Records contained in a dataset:
******************************

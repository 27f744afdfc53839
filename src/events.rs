/// Observer hooks for a player session, registered once at spawn time.
///
/// `on_stream_updated` fires every time the session starts, restarts, or
/// resets its stream; `on_killed` fires exactly once, right before the
/// session task exits.
#[derive(Default)]
pub struct EventHooks {
    pub on_stream_updated: Option<Box<dyn Fn() + Send>>,
    pub on_killed: Option<Box<dyn Fn() + Send>>,
}

impl EventHooks {
    pub(crate) fn stream_updated(&self) {
        if let Some(hook) = &self.on_stream_updated {
            hook();
        }
    }

    pub(crate) fn killed(&self) {
        if let Some(hook) = &self.on_killed {
            hook();
        }
    }
}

******************************

What the task requires: The answer must be every line of the records that holds the string "once".

Response below:
/// Observer hooks for a player session, registered once at spawn time.
/// resets its stream; `on_killed` fires exactly once, right before the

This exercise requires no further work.